Add automatically-generated RPM dependencies for services related to KDE Plasma (e.g. Plasma script engines, Plasma data engines) and PackageKit hooks to use them to Plasma.


  • Name: Kevin Kofler
  • Email: kevin DOT kofler AT chello DOT at (aliases: Kevin AT tigcc DOT ticalc DOT org, kkofler AT fedoraproject DOT org, kevin DOT kofler AT gmail DOT com)

Current status

  • Targeted release: Fedora 17
  • Last updated: 2011-12-03
  • Percentage of completion: 100%

All patches are already in Rawhide. Several of them have also been upstreamed to the relevant projects (but Fedora 17 is the first Fedora release where the feature is enabled and complete).

Detailed Description

Plasma widgets (also known as plasmoids) can be installed from 2 sources:

  • Fedora packages (or distribution packages in general): For plasmoids written in C++, this is the only alternative.
  • the Open Collaboration Services (OCS) API, which allows installing plasmoids written in scripting languages directly from upstream. (Plasma provides an OCS-based dialog to easily download and install plasmoids written in scripting languages.)

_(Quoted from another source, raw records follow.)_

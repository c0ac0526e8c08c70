// Copyright 2026 the Venue Authors
// SPDX-License-Identifier: Apache-2.0 OR MIT

#[cfg(not(feature = "std"))]
use kurbo::common::FloatFuncs as _;
use kurbo::Size;
use venue_cluster::LatLng;

use crate::bounds::GeoBounds;
use crate::projection::unproject;

/// Where a map looks and how far it is zoomed in.
///
/// `zoom` follows the slippy-map convention: at zoom `z` the world is
/// `tile_size * 2^z` pixels wide.
#[derive(Clone, Copy, Debug, PartialEq)]
#[cfg_attr(feature = "serde", derive(serde::Serialize, serde::Deserialize))]
pub struct MapCamera {
    /// Position at the center of the view.
    pub center: LatLng,
    /// Zoom level.
    pub zoom: f64,
}

impl MapCamera {
    /// Creates a camera.
    #[must_use]
    pub const fn new(center: LatLng, zoom: f64) -> Self {
        Self { center, zoom }
    }
}

impl Default for MapCamera {
    fn default() -> Self {
        Self::new(LatLng::new(0.0, 0.0), 0.0)
    }
}

/// Knobs for [`fit_camera`].
#[derive(Clone, Copy, Debug, PartialEq)]
#[cfg_attr(feature = "serde", derive(serde::Serialize, serde::Deserialize))]
#[cfg_attr(feature = "serde", serde(default))]
pub struct FitOptions {
    /// Extra room around the bounds, as a fraction of their span per side.
    pub padding: f64,
    /// Lowest zoom a fit may choose.
    pub min_zoom: f64,
    /// Highest zoom a fit may choose.
    pub max_zoom: f64,
    /// Zoom used when the bounds have no area, for example a single location.
    pub point_zoom: f64,
    /// Round fitted zoom levels down to whole numbers so tiles render crisp.
    pub snap_to_integer: bool,
    /// Edge length of one map tile in view pixels.
    pub tile_size: f64,
}

impl Default for FitOptions {
    fn default() -> Self {
        Self {
            padding: 0.0,
            min_zoom: 0.0,
            max_zoom: 18.0,
            point_zoom: 13.0,
            snap_to_integer: true,
            tile_size: 256.0,
        }
    }
}

impl FitOptions {
    /// Sets [`FitOptions::padding`].
    #[must_use]
    pub fn with_padding(mut self, padding: f64) -> Self {
        self.padding = padding;
        self
    }

    /// Sets the zoom range, normalized so that `min <= max`.
    #[must_use]
    pub fn with_zoom_limits(mut self, min_zoom: f64, max_zoom: f64) -> Self {
        let (min_zoom, max_zoom) = if min_zoom <= max_zoom {
            (min_zoom, max_zoom)
        } else {
            (max_zoom, min_zoom)
        };
        self.min_zoom = min_zoom;
        self.max_zoom = max_zoom;
        self
    }

    /// Sets [`FitOptions::point_zoom`].
    #[must_use]
    pub fn with_point_zoom(mut self, zoom: f64) -> Self {
        self.point_zoom = zoom;
        self
    }

    /// Sets [`FitOptions::snap_to_integer`].
    #[must_use]
    pub fn with_snap_to_integer(mut self, snap: bool) -> Self {
        self.snap_to_integer = snap;
        self
    }

    /// The usable zoom range as `(min, max)`.
    ///
    /// The fields are public and may come from a config file, so they are
    /// put in order here. A `NaN` limit leaves that side unbounded.
    #[must_use]
    pub fn zoom_range(&self) -> (f64, f64) {
        let lo = if self.min_zoom.is_nan() {
            f64::NEG_INFINITY
        } else {
            self.min_zoom
        };
        let hi = if self.max_zoom.is_nan() {
            f64::INFINITY
        } else {
            self.max_zoom
        };
        if lo <= hi { (lo, hi) } else { (hi, lo) }
    }

    /// Clamps `zoom` into [`FitOptions::zoom_range`].
    #[must_use]
    pub fn clamp_zoom(&self, zoom: f64) -> f64 {
        let (lo, hi) = self.zoom_range();
        zoom.clamp(lo, hi)
    }
}

/// Chooses the camera that shows all of `bounds` in a view of `view_size` pixels.
///
/// The bounds are padded, projected to Web Mercator and centered. The zoom is
/// the largest one at which the projected box fits on both axes, then clamped
/// to the configured range and optionally rounded down.
///
/// A zero-area region, or a view with no area, cannot be fitted by scale; the
/// camera then centers on the region with [`FitOptions::point_zoom`]. A region
/// that is a line (zero span on one axis only) is fitted on the other axis.
#[must_use]
pub fn fit_camera(bounds: GeoBounds, view_size: Size, options: &FitOptions) -> MapCamera {
    let rect = bounds.padded(options.padding).to_mercator_rect();
    let center = unproject(rect.center());

    let view_ok = view_size.width > 0.0 && view_size.height > 0.0;
    let tile_size = options.tile_size.max(f64::MIN_POSITIVE);

    // World widths (in tiles of `tile_size`) that fit each axis.
    let fit_x = (rect.width() > 0.0).then(|| view_size.width / (rect.width() * tile_size));
    let fit_y = (rect.height() > 0.0).then(|| view_size.height / (rect.height() * tile_size));

    let scale = match (fit_x, fit_y) {
        _ if !view_ok => None,
        (Some(x), Some(y)) => Some(x.min(y)),
        (Some(s), None) | (None, Some(s)) => Some(s),
        (None, None) => None,
    };

    let zoom = match scale {
        Some(scale) => {
            let zoom = options.clamp_zoom(scale.log2());
            if options.snap_to_integer {
                // Flooring can step below a fractional minimum; clamp again.
                options.clamp_zoom(zoom.floor())
            } else {
                zoom
            }
        }
        None => options.clamp_zoom(options.point_zoom),
    };

    MapCamera::new(center, zoom)
}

Such Plasmoids can depend on services provided by Plasma, in particular:

  • script engines: These engines add support for a scripting language to Plasma, and their packages also drag in the relevant interpreter through RPM dependencies. Currently supported (as of 4.6.1) are JavaScript, Python, Ruby, and Google Gadgets. A plasmoid written in a scripting language always requires the script engine it is written in.
  • data engines: These engines act as libraries providing some information to plasmoids. They can be used to bridge languages (e.g. a Python plasmoid can use a data engine written in C), share code or just provide a clean frontend (plasmoid) / backend (data engine) separation. For example, several weather plasmoids (some of them written in scripting languages) all share the weather data engine provided by kdeplasma-addons.
  • some other services, e.g. "weather ions" (plugins for the weather data engine)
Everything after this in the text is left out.